== Segment start ==

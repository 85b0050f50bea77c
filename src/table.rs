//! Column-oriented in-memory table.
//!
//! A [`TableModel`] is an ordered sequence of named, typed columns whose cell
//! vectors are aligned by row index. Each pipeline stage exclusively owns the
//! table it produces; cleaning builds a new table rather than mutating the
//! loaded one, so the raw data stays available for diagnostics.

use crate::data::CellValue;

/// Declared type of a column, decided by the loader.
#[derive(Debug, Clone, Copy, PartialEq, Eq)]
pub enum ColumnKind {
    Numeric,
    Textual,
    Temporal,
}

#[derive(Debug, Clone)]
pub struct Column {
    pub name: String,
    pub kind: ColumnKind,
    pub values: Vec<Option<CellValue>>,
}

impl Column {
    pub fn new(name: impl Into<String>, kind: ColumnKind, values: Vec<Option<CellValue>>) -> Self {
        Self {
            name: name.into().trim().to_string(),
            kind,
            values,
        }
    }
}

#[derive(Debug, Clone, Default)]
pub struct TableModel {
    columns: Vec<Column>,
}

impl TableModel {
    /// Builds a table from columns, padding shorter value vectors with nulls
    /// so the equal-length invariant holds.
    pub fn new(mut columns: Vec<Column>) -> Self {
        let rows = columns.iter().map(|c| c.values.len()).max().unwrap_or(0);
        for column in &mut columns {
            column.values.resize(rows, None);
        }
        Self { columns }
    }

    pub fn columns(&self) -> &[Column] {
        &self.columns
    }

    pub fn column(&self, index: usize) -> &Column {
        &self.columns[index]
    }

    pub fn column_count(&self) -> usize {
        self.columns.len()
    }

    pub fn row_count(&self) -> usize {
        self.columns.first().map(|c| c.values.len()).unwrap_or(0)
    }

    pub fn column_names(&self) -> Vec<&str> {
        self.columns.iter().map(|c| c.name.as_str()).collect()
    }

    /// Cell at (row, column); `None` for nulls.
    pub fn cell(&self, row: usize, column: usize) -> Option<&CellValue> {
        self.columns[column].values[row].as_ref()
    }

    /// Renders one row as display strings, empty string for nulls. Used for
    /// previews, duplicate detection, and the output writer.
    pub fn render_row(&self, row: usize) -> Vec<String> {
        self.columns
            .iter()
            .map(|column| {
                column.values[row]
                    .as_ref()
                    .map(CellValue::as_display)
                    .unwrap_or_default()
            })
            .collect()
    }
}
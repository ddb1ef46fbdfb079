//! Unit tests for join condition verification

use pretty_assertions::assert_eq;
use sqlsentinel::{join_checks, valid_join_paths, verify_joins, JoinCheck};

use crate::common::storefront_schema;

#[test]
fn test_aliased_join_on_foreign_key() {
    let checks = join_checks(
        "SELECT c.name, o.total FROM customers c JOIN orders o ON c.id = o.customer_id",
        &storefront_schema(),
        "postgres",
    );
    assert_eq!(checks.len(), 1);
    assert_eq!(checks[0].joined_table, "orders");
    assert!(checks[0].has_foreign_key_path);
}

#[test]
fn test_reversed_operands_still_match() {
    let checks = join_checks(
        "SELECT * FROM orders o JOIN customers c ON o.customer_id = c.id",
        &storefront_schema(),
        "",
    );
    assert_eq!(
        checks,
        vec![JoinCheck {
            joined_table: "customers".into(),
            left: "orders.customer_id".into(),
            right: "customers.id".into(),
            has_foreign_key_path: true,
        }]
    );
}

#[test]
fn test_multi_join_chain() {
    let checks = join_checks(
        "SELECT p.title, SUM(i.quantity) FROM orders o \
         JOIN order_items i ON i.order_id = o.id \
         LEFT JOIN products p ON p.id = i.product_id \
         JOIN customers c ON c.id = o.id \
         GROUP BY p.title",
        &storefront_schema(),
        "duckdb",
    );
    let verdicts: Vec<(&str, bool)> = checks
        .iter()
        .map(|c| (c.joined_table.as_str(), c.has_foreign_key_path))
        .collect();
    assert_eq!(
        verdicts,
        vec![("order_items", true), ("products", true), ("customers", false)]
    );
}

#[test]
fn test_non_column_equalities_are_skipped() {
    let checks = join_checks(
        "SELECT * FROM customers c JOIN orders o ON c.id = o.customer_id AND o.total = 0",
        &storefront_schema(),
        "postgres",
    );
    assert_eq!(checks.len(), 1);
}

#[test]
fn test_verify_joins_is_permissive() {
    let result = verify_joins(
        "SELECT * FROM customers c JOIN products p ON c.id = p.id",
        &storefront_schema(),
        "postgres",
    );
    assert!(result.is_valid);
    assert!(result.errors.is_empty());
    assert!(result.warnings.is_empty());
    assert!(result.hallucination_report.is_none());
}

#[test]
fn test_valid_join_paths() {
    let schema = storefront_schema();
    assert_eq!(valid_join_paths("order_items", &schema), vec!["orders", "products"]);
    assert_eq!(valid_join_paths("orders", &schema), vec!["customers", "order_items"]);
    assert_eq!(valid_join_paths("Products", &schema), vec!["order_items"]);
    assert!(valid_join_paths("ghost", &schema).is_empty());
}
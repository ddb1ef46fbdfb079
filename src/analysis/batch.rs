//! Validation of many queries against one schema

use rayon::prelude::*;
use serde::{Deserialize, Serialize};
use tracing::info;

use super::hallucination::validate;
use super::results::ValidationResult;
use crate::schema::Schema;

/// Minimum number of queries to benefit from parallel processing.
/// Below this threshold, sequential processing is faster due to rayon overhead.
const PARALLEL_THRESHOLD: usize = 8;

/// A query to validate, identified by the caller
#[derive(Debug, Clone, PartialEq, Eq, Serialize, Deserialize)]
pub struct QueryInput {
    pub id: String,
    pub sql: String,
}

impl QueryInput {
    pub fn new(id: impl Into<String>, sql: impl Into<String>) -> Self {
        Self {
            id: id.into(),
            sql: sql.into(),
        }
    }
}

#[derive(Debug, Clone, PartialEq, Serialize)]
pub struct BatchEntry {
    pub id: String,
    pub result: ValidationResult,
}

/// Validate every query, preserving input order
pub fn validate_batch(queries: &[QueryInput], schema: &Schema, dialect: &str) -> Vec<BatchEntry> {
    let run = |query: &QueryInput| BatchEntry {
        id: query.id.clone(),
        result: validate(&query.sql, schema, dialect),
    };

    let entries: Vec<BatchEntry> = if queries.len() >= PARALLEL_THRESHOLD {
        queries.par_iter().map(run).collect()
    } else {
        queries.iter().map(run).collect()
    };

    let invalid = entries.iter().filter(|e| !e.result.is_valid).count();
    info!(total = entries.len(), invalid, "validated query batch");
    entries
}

== Segment end ==
== Segment start ==

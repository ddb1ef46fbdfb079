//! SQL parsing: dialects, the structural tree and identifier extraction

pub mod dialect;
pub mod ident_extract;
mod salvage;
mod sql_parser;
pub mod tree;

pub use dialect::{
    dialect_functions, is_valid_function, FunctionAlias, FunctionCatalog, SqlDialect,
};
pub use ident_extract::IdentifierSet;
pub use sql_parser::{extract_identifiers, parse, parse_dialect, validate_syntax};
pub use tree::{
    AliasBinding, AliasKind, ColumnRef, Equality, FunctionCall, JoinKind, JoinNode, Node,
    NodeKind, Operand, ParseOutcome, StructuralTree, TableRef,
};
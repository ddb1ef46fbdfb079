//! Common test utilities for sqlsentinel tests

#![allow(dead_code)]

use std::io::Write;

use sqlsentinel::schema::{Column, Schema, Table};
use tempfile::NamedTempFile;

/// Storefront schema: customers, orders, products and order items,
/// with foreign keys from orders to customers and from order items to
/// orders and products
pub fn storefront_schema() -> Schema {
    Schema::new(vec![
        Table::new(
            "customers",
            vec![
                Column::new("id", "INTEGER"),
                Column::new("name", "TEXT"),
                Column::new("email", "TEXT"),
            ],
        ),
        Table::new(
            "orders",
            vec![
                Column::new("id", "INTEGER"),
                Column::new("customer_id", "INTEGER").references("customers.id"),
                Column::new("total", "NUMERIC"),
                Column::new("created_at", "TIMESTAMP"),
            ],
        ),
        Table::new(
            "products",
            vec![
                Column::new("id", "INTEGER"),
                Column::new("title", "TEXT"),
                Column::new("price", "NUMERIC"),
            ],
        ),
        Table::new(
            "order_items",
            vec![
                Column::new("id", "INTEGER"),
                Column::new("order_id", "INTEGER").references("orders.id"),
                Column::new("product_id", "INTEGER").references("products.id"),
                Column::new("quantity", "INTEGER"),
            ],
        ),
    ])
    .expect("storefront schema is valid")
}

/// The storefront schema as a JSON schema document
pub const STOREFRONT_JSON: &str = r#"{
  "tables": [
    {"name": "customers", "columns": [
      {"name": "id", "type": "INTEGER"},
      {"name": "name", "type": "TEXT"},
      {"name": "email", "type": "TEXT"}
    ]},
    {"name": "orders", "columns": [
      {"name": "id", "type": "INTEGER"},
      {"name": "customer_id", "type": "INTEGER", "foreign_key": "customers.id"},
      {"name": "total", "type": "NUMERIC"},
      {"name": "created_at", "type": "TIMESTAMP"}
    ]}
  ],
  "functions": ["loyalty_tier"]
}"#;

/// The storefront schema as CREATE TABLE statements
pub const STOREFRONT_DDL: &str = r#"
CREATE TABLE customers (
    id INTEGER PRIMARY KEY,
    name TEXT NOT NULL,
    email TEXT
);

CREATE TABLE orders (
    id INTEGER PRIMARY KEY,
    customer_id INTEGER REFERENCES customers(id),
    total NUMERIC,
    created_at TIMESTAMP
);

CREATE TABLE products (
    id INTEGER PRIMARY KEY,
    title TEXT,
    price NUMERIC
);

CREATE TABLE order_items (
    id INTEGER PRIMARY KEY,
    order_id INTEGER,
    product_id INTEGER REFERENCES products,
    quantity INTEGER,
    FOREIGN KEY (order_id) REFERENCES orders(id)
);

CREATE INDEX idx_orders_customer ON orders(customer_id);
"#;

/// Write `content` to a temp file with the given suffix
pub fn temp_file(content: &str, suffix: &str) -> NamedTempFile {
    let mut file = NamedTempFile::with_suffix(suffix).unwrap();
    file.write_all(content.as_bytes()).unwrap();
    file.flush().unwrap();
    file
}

== Segment end ==

## WHAT YOU HAVE TO DO:
Gather all lines from the records above in which "rows" appears.

## WRITTEN SOLUTION:
        let rows = columns.iter().map(|c| c.values.len()).max().unwrap_or(0);
            column.values.resize(rows, None);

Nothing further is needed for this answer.